03-28-2023  2:36 pm   •   PDX and SEA Weather
By Arashi Young | The Skanner News
Published: 21 April 2016

UPDATE: On Thursday afternoon, April 21, the jury determined that Raiford was not guilty of disorderly conduct. This was reported by The Oregonian and BlueOregon.

Black Lives Matter protestors, Portland Police Bureau officers, lawyers and members of the local activist community converged at the Multnomah County courthouse Monday morning for the trial of Teressa Raiford. Supporters filled Judge Michael Greenlick’s courtroom to capacity and overflowed into the halls for the trial, which was still in progress at press time.

Many friends and family carried signs that read “Don’t Shoot Portland, Drop The Charges, Free Teressa Raiford.”

Raiford faces one charge of second-degree disorderly conduct stemming from her involvement in a protest that marked the one-year anniversary of Michael Brown’s death. Brown died August 9, 2014 in Ferguson, Missouri after being shot by Darren Wilson, a White police officer.

In an interview with The Skanner News, Raiford said she was arrested specifically because of her Black Lives Matter activism.

“They wanted to show us, definitely, August 9 was not anything anybody could be honoring or celebrating,” she said. “We have cops out here that had ‘I am Darren Wilson’ badges on during the protest after the verdicts -- so you think they really wanted us to honor Mike Brown's death?”

She described the protest as a well-coordinated event. She said the group had a permit to protest that day and a permit from the fire marshal, as well as permission to use the Asian Pacific Alliance Network Organization community center for direct action training.

The group of 100 protestors stopped traffic at 82nd Avenue and SE Division Street for four-and-a-half minutes to remember the four-and-a half- hours that Brown’s body lay in the street after he was shot. The group then moved to the southwest corner of the intersection where they began chanting and drumming, Raiford said.

A video shows most of the protestors had moved onto the sidewalk, but Raiford was in the street when she was arrested. Another protestor, Diane Chavez, was also arrested for second-degree disorderly conduct.

Both Raiford and Chavez told The Skanner News that Raiford received harsher treatment from the arresting officers. They were both handcuffed in the back of separate police vehicles. An officer offered to park the car Chavez was in in the shade while Raiford was in a car parked in the August afternoon sun with the windows rolled up.

When Raiford was moved into the police car with Chavez, she said she was “soaking wet” with sweat. Chavez said the officers then closed Raiford’s window.

“My experience being arrested with her was that they were explicitly trying to degrade her and dehumanize her,” Chavez said. During booking at the downtown precinct, Chavez said Raiford was yelled at while the officers treated Chavez well, calling her “ma’am” and thanking her for participating peacefully.

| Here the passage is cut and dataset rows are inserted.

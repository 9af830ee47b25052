//! Transport abstraction.
//!
//! The engine never talks HTTP itself; it drives a [`Fetcher`] and leaves
//! authentication, retries at the wire level and endpoint shapes to the
//! implementation. Tests script one in memory.

use std::time::Duration;

use async_trait::async_trait;
use ruma::{OwnedEventId, RoomId, UserId};
use serde_json::Value as JsonValue;

use roomsync_common::Result;

use crate::api::{FilterDefinition, MembersResponse, MessagesResponse, SyncResponse};
use crate::timeline::Direction;

#[async_trait]
pub trait Fetcher: Send + Sync {
    /// Long-poll for the next sync delta. `since` is absent on the initial
    /// sync. Cancellation is handled by the caller dropping the future.
    async fn sync(
        &self,
        since: Option<&str>,
        filter: Option<&str>,
        timeout: Duration,
    ) -> Result<SyncResponse>;

    /// Register a sync filter, returning its server-assigned id.
    async fn create_filter(&self, user_id: &UserId, filter: &FilterDefinition) -> Result<String>;

    /// Send a timeline event. The transaction id makes the request
    /// idempotent and is echoed back in the sync delta.
    async fn send_event(
        &self,
        room_id: &RoomId,
        event_type: &str,
        content: &JsonValue,
        transaction_id: &str,
    ) -> Result<OwnedEventId>;

    async fn send_state(
        &self,
        room_id: &RoomId,
        event_type: &str,
        state_key: &str,
        content: &JsonValue,
    ) -> Result<OwnedEventId>;

    async fn redact(
        &self,
        room_id: &RoomId,
        event_id: &str,
        reason: Option<&str>,
        transaction_id: &str,
    ) -> Result<OwnedEventId>;

    /// Fetch a page of history starting at `from` in the given direction.
    async fn messages(
        &self,
        room_id: &RoomId,
        from: &str,
        direction: Direction,
        limit: u32,
    ) -> Result<MessagesResponse>;

    /// Full current state of a room. Used when an invite is accepted, since
    /// the stripped invite state is not trustworthy.
    async fn state(&self, room_id: &RoomId) -> Result<Vec<crate::api::RawEvent>>;

    /// Room members, optionally filtered by membership value.
    async fn members(&self, room_id: &RoomId, membership: Option<&str>)
        -> Result<MembersResponse>;
}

During the pretrial motions Raiford’s lawyer, Matthew McHenry, argued to have the case dismissed. He stated that the state's statute which defines disorderly conduct as an “attempt to cause public inconvenience, annoyance and intention to obstruct traffic” was too vague.  

McHenry also presented an amicus brief from the ACLU of Oregon which explained legal research on Raiford’s case. The brief outlined the legal history of disorderly conduct statutes, and concluded that these laws were meant to prevent threats to the public peace--not to policing protected speech such as protests.

The amicus brief also defined disorderly conduct as intentionally blocking traffic which rendered the public streets impassible or dangerous.

McHenry and prosecuting attorney Eamon McMahon then argued the most fundamental point of the arrest -- was Raiford actually blocking traffic and did the officers have probable cause to arrest her?

Portland police Sgt. Jacob Clark and officer Susan Billard both testified that Raiford’s arrest was not due to the four-and-half minutes blocking the intersection. Clark said he ordered the arrest after telling the protestors three times to stay on the sidewalk.

“I said if people were standing in the street, they were likely to be arrested,” Clark told the court.

Clark said he could not recall if any cars had been blocked by Raiford. Billard testified that she saw at least five cars that were stopped and had to wait at least two minutes before being able to drive past. Billard also said the protest took place during a busy Monday afternoon, but  after cross-examination she corrected her account, saying it happened on a Sunday.

Billard’s testimony was contradicted by a video of the protest shot by Laura Vanderlyn. The 22-minute video shows the action to block the intersection and then the chanting along Division. Raiford can be seen both on the sidewalk and walking in a right turn lane.

Judge Greenlick watched most of the film, paying attention to the shots where Raiford was walking in the street to see if she was blocking traffic. After viewing the video, Greenlick said Billard’s testimony was not credible and did not support probable cause to arrest Raiford.

“It's just not possible that people were stopped for two minutes at a minimum as Billard described,” he said. “And that people were stopping and had to move around.”

Despite this issue, the trial was not dismissed, and is scheduled to continue for three or four days. If convicted, Raiford faces a maximum of six months in jail.